We previously reported activity of pelareorep, pembrolizumab and chemotherapy. Patients developed new T-cell clones and increased peripheral T-cell clonality, leading to an inflamed tumour. To evaluate a chemotherapy-free regimen, this study assesses if pelareorep and pembrolizumab has efficacy by inducing anti-tumour immunological changes (NCT03723915).

METHODS

PDAC patients who progressed after first-line therapy, received iv pelareorep induction with pembrolizumab every 21-days. Primary objective is overall response rate. Secondary objectives included evaluation of immunological changes within tumour and blood.

RESULTS

Clinical benefit rate (CBR) was 42% amongst 12 patients.

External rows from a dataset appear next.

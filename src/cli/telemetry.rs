//! Log output and optional OTLP span export.
//!
//! Export is on when `OTEL_EXPORTER_OTLP_ENDPOINT` is set. A scheme-less
//! endpoint is treated as `https://` and dialed with TLS against the system
//! roots; `http://` endpoints stay plaintext.

use anyhow::Result;
use once_cell::sync::OnceCell;
use opentelemetry::propagation::TextMapCompositePropagator;
use opentelemetry::{KeyValue, global, trace::TracerProvider as _};
use opentelemetry_otlp::{WithExportConfig, WithTonicConfig};
use opentelemetry_sdk::{
    Resource,
    propagation::{BaggagePropagator, TraceContextPropagator},
    runtime,
    trace::{Tracer, TracerProvider},
};
use std::{env::var, time::Duration};
use tonic::transport::ClientTlsConfig;
use tracing::{Level, debug};
use tracing_subscriber::{EnvFilter, Registry, fmt, layer::SubscriberExt};
use ulid::Ulid;

const ENDPOINT_ENV: &str = "OTEL_EXPORTER_OTLP_ENDPOINT";
const INSTANCE_ID_ENV: &str = "OTEL_SERVICE_INSTANCE_ID";

static TRACER_PROVIDER: OnceCell<TracerProvider> = OnceCell::new();

/// Where and as whom peragrin exports spans.
#[derive(Debug, PartialEq, Eq)]
struct ExportSettings {
    endpoint: String,
    /// Server name checked during the TLS handshake; `None` for plaintext.
    tls_domain: Option<String>,
    instance_id: String,
}

impl ExportSettings {
    /// `None` when no endpoint is configured.
    fn from_lookup(lookup: impl Fn(&str) -> Option<String>) -> Option<Self> {
        let endpoint = lookup(ENDPOINT_ENV)
            .map(|raw| raw.trim().trim_end_matches('/').to_string())
            .filter(|raw| !raw.is_empty())?;
        let endpoint = if endpoint.starts_with("http://") || endpoint.starts_with("https://") {
            endpoint
        } else {
            format!("https://{endpoint}")
        };
        let tls_domain = endpoint
            .strip_prefix("https://")
            .and_then(|rest| rest.split(['/', ':']).next())
            .filter(|host| !host.is_empty())
            .map(str::to_string);
        let instance_id = lookup(INSTANCE_ID_ENV).unwrap_or_else(|| Ulid::new().to_string());

        Some(Self {
            endpoint,
            tls_domain,
            instance_id,
        })
    }
}

fn init_tracer(settings: ExportSettings) -> Result<Tracer> {
    let mut builder = opentelemetry_otlp::SpanExporter::builder()
        .with_tonic()
        .with_endpoint(&settings.endpoint)
        .with_timeout(Duration::from_secs(3));

    if let Some(domain) = settings.tls_domain {
        builder = builder.with_tls_config(
            ClientTlsConfig::new()
                .domain_name(domain)
                .with_native_roots(),
        );
    }

    let exporter = builder.build()?;

    let trace_provider = TracerProvider::builder()
        .with_batch_exporter(exporter, runtime::Tokio)
        .with_resource(Resource::new(vec![
            KeyValue::new("service.name", env!("CARGO_PKG_NAME")),
            KeyValue::new("service.version", env!("CARGO_PKG_VERSION")),
            KeyValue::new("service.instance.id", settings.instance_id),
        ]))
        .build();

    let _ = TRACER_PROVIDER.set(trace_provider.clone());

    global::set_tracer_provider(trace_provider.clone());
    global::set_text_map_propagator(TextMapCompositePropagator::new(vec![
        Box::new(TraceContextPropagator::new()),
        Box::new(BaggagePropagator::new()),
    ]));

    Ok(trace_provider.tracer(env!("CARGO_PKG_NAME")))
}

/// Initialize logging and, when an OTLP endpoint is configured, span export.
///
/// # Errors
///
/// Returns an error if tracer or subscriber initialization fails
pub fn init(verbosity_level: Option<Level>) -> Result<()> {
    let verbosity_level = verbosity_level.unwrap_or(Level::ERROR);

    let fmt_layer = fmt::layer()
        .with_file(false)
        .with_line_number(false)
        .with_thread_ids(false)
        .with_thread_names(false)
        .with_target(false)
        .pretty();

    let filter = EnvFilter::builder()
        .with_default_directive(verbosity_level.into())
        .from_env_lossy()
        .add_directive("hyper=error".parse()?)
        .add_directive("tokio=error".parse()?)
        .add_directive("sqlx=warn".parse()?)
        .add_directive("opentelemetry_sdk=warn".parse()?);

    if let Some(settings) = ExportSettings::from_lookup(|key| var(key).ok()) {
        let tracer = init_tracer(settings)?;
        let otel_layer = tracing_opentelemetry::layer().with_tracer(tracer);

        let subscriber = Registry::default()
            .with(fmt_layer)
            .with(otel_layer)
            .with(filter);
        tracing::subscriber::set_global_default(subscriber)?;
    } else {
        let subscriber = Registry::default().with(fmt_layer).with(filter);
        tracing::subscriber::set_global_default(subscriber)?;
    }

    Ok(())
}

/// Flush and shut down the tracer provider (noop if never initialized).
pub fn shutdown_tracer() {
    if let Some(tp) = TRACER_PROVIDER.get() {
        debug!("shutting down tracer provider");
        let _ = tp.shutdown();
    }
}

One patient achieved partial response (PR) and four stable disease (SD). Seven progressed, deemed non-responders (NR). VDAC1 expression in peripheral CD8 T cells was higher at baseline in CBR than NR but decreased in CBR upon treatment. On-treatment peripheral CD4 Treg levels decreased in CBR but not in NR. Analysis of tumour demonstrated PD-L1 cells touching CD8 T cells, and NK cells were more abundant post-treatment vs. baseline. A higher intensity of PD-L1 in tumour infiltrates at baseline, particularly in CBR vs. NR. Finally, higher levels of soluble (s)IDO, sLag3, sPD-1 observed at baseline among NR vs. CBR.

CONCLUSION

Pelareorep and pembrolizumab showed modest efficacy in unselected patients, although potential immune and metabolic biomarkers were identified to warrant further evaluation.